Sobre apologetas e apolo-jecas

Pensando e lendo algumas coisas pela internet nos últimos dias, percebi que, além dos neo-apologetas, existem também os “apolo-jecas”. Neo-apologetas são aqueles que ainda pretendem, pelas vias do método teológico moderno, altamente sustentado na argumentação e na objetividade, “defender” Deus. Os apolo-jecas (desculpem a brincadeira), por sua vez, podem ser os fieis seguidores dos apologetas, que batem palma pra tudo o que eles dizem e defendem suas ideias com unhas e dentes. Não estão abertos para o diálogo, pois se recusam a pensar além daquilo que emana “do interior” do discurso já amplamente aceito, discutido (pela liga da justiça apologética), comprovado e aprovado por sua alta ciência teológica e pela cúpula eclesiojeca. Para eles, qualquer coisa que fuja à pretensa argumentação objetiva, da qual tanto se orgulham, acaba soando como tergiversação – pois não vai direto ao ponto, não atinge a questão, portanto, não está de acordo com “a verdade”. Afinal, só existe uma maneira de pensar e fazer ciência válida: a deles.

O modo apologético sustenta-se sob a pretensão não apenas de “falar de Deus” (o que já seria um hercúleo desafio), mas de “falar por Deus”. Muitas vezes ainda cede ao que C. S. Lewis chamou de “oferta do bruxo”, ao trocar sua vocação (teológica) para ser a mais modesta dentre as ciências, pelo conhecimento como poder: para legislar, dominar e condenar. Lutou contra seu próprio princípio de sustentação, de que a força de seu discurso e vida reside precisamente em sua fraqueza. Tantas vezes tem cedido à tentação de não questionar seus próprios pressupostos, lidar mal com os questionamentos alheios e, se isso não bastasse, de decretar como “herege”, “liberal” ou coisa que o valha quem ousa os questionar.

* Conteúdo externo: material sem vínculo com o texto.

//! Export of a (usually filtered) [`DataSet`] as CSV and XLSX bytes.
//!
//! Both serializations carry the same header and row order and no index column. The CSV
//! loads back into an identical dataset; the workbook loads back with the same names,
//! order and values, except that integral floats come back as integers (a spreadsheet
//! number has no integer/float distinction).

pub mod csv;
pub mod xlsx;

use std::fs;
use std::path::Path;

use crate::error::AnalysisResult;
use crate::types::DataSet;

pub use self::csv::to_csv_bytes;
pub use self::xlsx::{to_xlsx_bytes, SHEET_NAME};

/// Download formats offered to the front end.
#[derive(Debug, Clone, Copy, PartialEq, Eq)]
pub enum ExportFormat {
    Csv,
    Xlsx,
}

impl ExportFormat {
    /// Fixed download file name.
    pub fn file_name(&self) -> &'static str {
        match self {
            ExportFormat::Csv => "students_filtered.csv",
            ExportFormat::Xlsx => "students_filtered.xlsx",
        }
    }

    /// MIME type for the download.
    pub fn mime_type(&self) -> &'static str {
        match self {
            ExportFormat::Csv => "text/csv",
            ExportFormat::Xlsx => {
                "application/vnd.openxmlformats-officedocument.spreadsheetml.sheet"
            }
        }
    }
}

/// The two serializations of one dataset.
#[derive(Debug, Clone, PartialEq, Eq)]
pub struct ExportBundle {
    /// UTF-8 CSV.
    pub csv: Vec<u8>,
    /// Single-sheet workbook.
    pub xlsx: Vec<u8>,
}

impl ExportBundle {
    /// The serialization for `format`.
    pub fn bytes(&self, format: ExportFormat) -> &[u8] {
        match format {
            ExportFormat::Csv => &self.csv,
            ExportFormat::Xlsx => &self.xlsx,
        }
    }

    /// Write both files into `dir` under their fixed names.
    pub fn save_to_dir(&self, dir: impl AsRef<Path>) -> AnalysisResult<()> {
        let dir = dir.as_ref();
        for format in [ExportFormat::Csv, ExportFormat::Xlsx] {
            fs::write(dir.join(format.file_name()), self.bytes(format))?;
        }
        Ok(())
    }
}

/// Serialize `dataset` to CSV and XLSX.
pub fn export(dataset: &DataSet) -> AnalysisResult<ExportBundle> {
    let bundle = ExportBundle {
        csv: to_csv_bytes(dataset)?,
        xlsx: to_xlsx_bytes(dataset)?,
    };
    log::debug!(
        "exported rows={} csv_bytes={} xlsx_bytes={}",
        dataset.row_count(),
        bundle.csv.len(),
        bundle.xlsx.len()
    );
    Ok(bundle)
}
//! Derived views the front end renders: filter choices, per-subject averages, subject
//! correlation, the top-students table and a single student's detail record.

use std::cmp::Ordering;
use std::collections::BTreeMap;

use serde::Serialize;

use crate::columns::{CLASS, GRADE, NAME, PERCENTAGE, SECTION, STUDENT_ID, TOTAL};
use crate::types::{DataSet, Value};

use super::filter::{rank_order, ALL};
use super::grade::{grade_value, Grade};
use super::subjects::SubjectColumns;

/// Choices for the class/section pickers: `All` followed by the sorted distinct values.
#[derive(Debug, Clone, PartialEq, Eq, Serialize)]
pub struct FilterOptions {
    /// Class picker entries.
    pub classes: Vec<String>,
    /// Section picker entries.
    pub sections: Vec<String>,
}

/// Picker choices for `dataset`; only `All` where the column is absent.
pub fn filter_options(dataset: &DataSet) -> FilterOptions {
    FilterOptions {
        classes: options_for(dataset, CLASS),
        sections: options_for(dataset, SECTION),
    }
}

fn options_for(dataset: &DataSet, column: &str) -> Vec<String> {
    let mut values: Vec<&Value> = dataset.column(column).filter(|v| !v.is_null()).collect();
    values.sort_by(|a, b| option_order(a, b));
    let mut labels: Vec<String> = values.into_iter().map(Value::to_string).collect();
    labels.dedup();
    std::iter::once(ALL.to_string()).chain(labels).collect()
}

/// Numbers by value, ahead of text sorted lexically.
fn option_order(a: &Value, b: &Value) -> Ordering {
    match (a.as_f64(), b.as_f64()) {
        (Some(x), Some(y)) => x.total_cmp(&y),
        (Some(_), None) => Ordering::Less,
        (None, Some(_)) => Ordering::Greater,
        (None, None) => a.to_string().cmp(&b.to_string()),
    }
}

/// Mean score per subject, ignoring missing scores. `None` when a subject has no scores.
pub fn subject_averages(dataset: &DataSet, subjects: &SubjectColumns) -> Vec<(String, Option<f64>)> {
    subjects
        .iter()
        .map(|name| {
            let scores: Vec<f64> = dataset.column(name).filter_map(Value::as_f64).collect();
            let avg = if scores.is_empty() {
                None
            } else {
                Some(scores.iter().sum::<f64>() / scores.len() as f64)
            };
            (name.to_string(), avg)
        })
        .collect()
}

/// Pairwise Pearson correlation between subjects.
#[derive(Debug, Clone, PartialEq, Serialize)]
pub struct CorrelationMatrix {
    /// Row and column labels.
    pub subjects: Vec<String>,
    /// `values[i][j]` correlates `subjects[i]` with `subjects[j]`; `None` where undefined
    /// (fewer than two shared scores, or a constant subject).
    pub values: Vec<Vec<Option<f64>>>,
}

impl CorrelationMatrix {
    /// Correlation of subjects `a` and `b`; `None` if undefined or either is unknown.
    pub fn get(&self, a: &str, b: &str) -> Option<f64> {
        let i = self.subjects.iter().position(|s| s == a)?;
        let j = self.subjects.iter().position(|s| s == b)?;
        self.values[i][j]
    }
}

/// Correlate every pair of subjects over the rows where both scores are present.
pub fn subject_correlation(dataset: &DataSet, subjects: &SubjectColumns) -> CorrelationMatrix {
    let columns: Vec<Vec<Option<f64>>> = subjects
        .iter()
        .map(|name| match dataset.schema.index_of(name) {
            Some(idx) => dataset.rows.iter().map(|row| row[idx].as_f64()).collect(),
            None => vec![None; dataset.row_count()],
        })
        .collect();

    let values = columns
        .iter()
        .map(|a| columns.iter().map(|b| pearson(a, b)).collect())
        .collect();

    CorrelationMatrix {
        subjects: subjects.names().to_vec(),
        values,
    }
}

fn pearson(a: &[Option<f64>], b: &[Option<f64>]) -> Option<f64> {
    let pairs: Vec<(f64, f64)> = a
        .iter()
        .zip(b)
        .filter_map(|(x, y)| Some(((*x)?, (*y)?)))
        .collect();
    if pairs.len() < 2 {
        return None;
    }
    let n = pairs.len() as f64;
    let mean_x = pairs.iter().map(|p| p.0).sum::<f64>() / n;
    let mean_y = pairs.iter().map(|p| p.1).sum::<f64>() / n;

    let (mut cov, mut var_x, mut var_y) = (0.0, 0.0, 0.0);
    for (x, y) in &pairs {
        let (dx, dy) = (x - mean_x, y - mean_y);
        cov += dx * dy;
        var_x += dx * dx;
        var_y += dy * dy;
    }
    if var_x == 0.0 || var_y == 0.0 {
        return None;
    }
    Some(cov / (var_x.sqrt() * var_y.sqrt()))
}

/// The leaderboard: identity, grouping and score columns (those present), best first.
///
/// Ties keep their input order.
pub fn top_students(dataset: &DataSet, n: usize) -> DataSet {
    let mut out = dataset.select(&[STUDENT_ID, CLASS, NAME, SECTION, PERCENTAGE, TOTAL]);
    if let Some(idx) = out.schema.index_of(PERCENTAGE) {
        out.rows.sort_by(|a, b| rank_order(&a[idx], &b[idx]));
    }
    out.rows.truncate(n);
    out
}

/// One student's scores and derived fields.
#[derive(Debug, Clone, PartialEq, Serialize)]
pub struct StudentRecord {
    pub student_id: Option<i64>,
    pub name: String,
    pub class: Option<String>,
    pub section: Option<String>,
    /// Score per subject, `None` where missing.
    pub scores: BTreeMap<String, Option<f64>>,
    pub total: Option<i64>,
    pub percentage: Option<f64>,
    pub grade: Grade,
}

impl StudentRecord {
    /// Build the record for row `idx`. Returns `None` if the row does not exist.
    pub fn from_row(dataset: &DataSet, subjects: &SubjectColumns, idx: usize) -> Option<Self> {
        let row = dataset.rows.get(idx)?;
        let cell = |name: &str| dataset.schema.index_of(name).map(|i| &row[i]);
        let text = |name: &str| cell(name).filter(|v| !v.is_null()).map(Value::to_string);

        let scores = subjects
            .iter()
            .map(|s| (s.to_string(), cell(s).and_then(Value::as_f64)))
            .collect();
        let percentage = cell(PERCENTAGE).and_then(Value::as_f64);
        let grade = match cell(GRADE).and_then(Value::as_str) {
            Some(label) => label.parse().unwrap_or(Grade::NotAvailable),
            None => cell(PERCENTAGE).map_or(Grade::NotAvailable, grade_value),
        };

        Some(Self {
            student_id: cell(STUDENT_ID).and_then(|v| match v {
                Value::Int64(i) => Some(*i),
                _ => None,
            }),
            name: text(NAME).unwrap_or_default(),
            class: text(CLASS),
            section: text(SECTION),
            scores,
            total: cell(TOTAL).and_then(Value::as_f64).map(|t| t as i64),
            percentage,
            grade,
        })
    }
}

/// Detail record for the first student with exactly this name.
pub fn find_student(dataset: &DataSet, subjects: &SubjectColumns, name: &str) -> Option<StudentRecord> {
    let idx = dataset.schema.index_of(NAME)?;
    let row = dataset
        .rows
        .iter()
        .position(|r| r[idx].as_str() == Some(name))?;
    StudentRecord::from_row(dataset, subjects, row)
}
//! Scalar KPIs over the `Percentage` column.

use std::cmp::Ordering;

use serde::Serialize;

use crate::columns::PERCENTAGE;
use crate::types::DataSet;

use super::round2;

/// Percentage at or above which a student passes.
pub const PASS_MARK: f64 = 40.0;

/// Headline statistics for a set of students. All values are rounded to 2 decimals.
#[derive(Debug, Clone, Copy, PartialEq, Default, Serialize)]
pub struct StatsSummary {
    /// Mean percentage.
    pub avg: f64,
    /// Median percentage (mean of the two middle values for even counts).
    pub median: f64,
    /// Highest percentage.
    pub highest: f64,
    /// Share of students at or above [`PASS_MARK`], as a percentage.
    pub pass_rate: f64,
}

/// Summarize the `Percentage` column. Never fails.
///
/// Returns the all-zero summary for an empty dataset, a dataset without a `Percentage`
/// column, or one whose percentages are all missing. Missing percentages are ignored for
/// avg/median/highest but still count (as not passing) in the pass rate.
pub fn summarize(dataset: &DataSet) -> StatsSummary {
    if dataset.is_empty() {
        return StatsSummary::default();
    }
    let Some(idx) = dataset.schema.index_of(PERCENTAGE) else {
        return StatsSummary::default();
    };

    let values: Vec<f64> = dataset.reduce_rows(Vec::new(), |mut acc, row| {
        if let Some(v) = row.get(idx).and_then(|v| v.as_f64()) {
            acc.push(v);
        }
        acc
    });
    if values.is_empty() {
        return StatsSummary::default();
    }

    let avg = values.iter().sum::<f64>() / values.len() as f64;
    let highest = values.iter().copied().fold(f64::NEG_INFINITY, f64::max);
    let passed = values.iter().filter(|&&v| v >= PASS_MARK).count();
    let pass_rate = passed as f64 / dataset.row_count() as f64 * 100.0;

    StatsSummary {
        avg: round2(avg),
        median: round2(median(&values)),
        highest: round2(highest),
        pass_rate: round2(pass_rate),
    }
}

/// Median; 0 for an empty slice.
pub(crate) fn median(values: &[f64]) -> f64 {
    if values.is_empty() {
        return 0.0;
    }
    let mut sorted = values.to_vec();
    sorted.sort_by(|a, b| a.partial_cmp(b).unwrap_or(Ordering::Equal));
    let n = sorted.len();
    if n % 2 == 1 {
        sorted[n / 2]
    } else {
        (sorted[(n / 2) - 1] + sorted[n / 2]) / 2.0
    }
}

Um jeito “não jeca” de ser apologeta (se é que é possível continuar sendo assim chamado, caso isso aconteça) talvez seja o de deixar de lado essa faceta unívoca (que só tem e só admite “uma voz”), e aceitar a pluralidade, a plurivocidade e a diferença, não para baratear ou negar convicções, mas para enriquecê-las, colocando-as em seu devido lugar, como mais um discurso possível entre outros. Parafraseando o que disse Barth, a teologia só pode ser um discurso possível porque Deus disse “Sim”, e não porque alguém sacramentou e popularizou a fórmula do “é assim e pronto”.

Ademais, esse apego ferrenho ao poder do argumento que convence, em nosso tempo, não convence mais que o poder da vivência. Lembrando do que disse Lewis em A abolição do homem: “Numa batalha, não são os silogismos que vão manter os relutantes nervos e músculos em seus postos na terceira hora de bombardeio. O mais rude sentimentalismo… em relação a uma bandeira, país ou regimento será bem mais útil” (p. 22). Enfim, para Lewis, além de “cerebrais” (racionais) e “viscerais” (passionais), precisamos de “homens de peito” (íntegros, magnânimos na atitude, no sentimento), pois “o peito” é o elemento intermediário que transforma o homem em homem, enquanto, “pelo intelecto ele é apenas espírito, e pelo seu apetite ele é apenas animal” (p. 23).

O que tudo isso me leva a pensar? As “ideias boas” e bem articuladas, em si, podem convencer, mas não transformam, não geram “homens de peito”, na acepção de Lewis, no máximo, homens que, para fins mais “sublimes”, correm o risco de ignorar a parte do meio, pois, como reitera Lewis (ora se referindo a certos racionalistas de sua época), “não é o excesso de pensamento que os caracteriza, mas uma carência de emoções férteis e generosas. Suas cabeças não são maiores que as comuns: é a atrofia do peito logo abaixo que faz com que pareçam assim” (p. 23). Exemplos de vida, por sua vez, atrelados a ideias boas, bem articuladas e bem fundamentadas, convencem e transformam. Jesus é o maior exemplo de que as palavras não são tão convincentes quando ou se descoladas da vida. Ou como se diz por aí, palavras convencem, exemplos arrastam… Talvez aí esteja um mote para pensarmos num discipulado pós-moderno.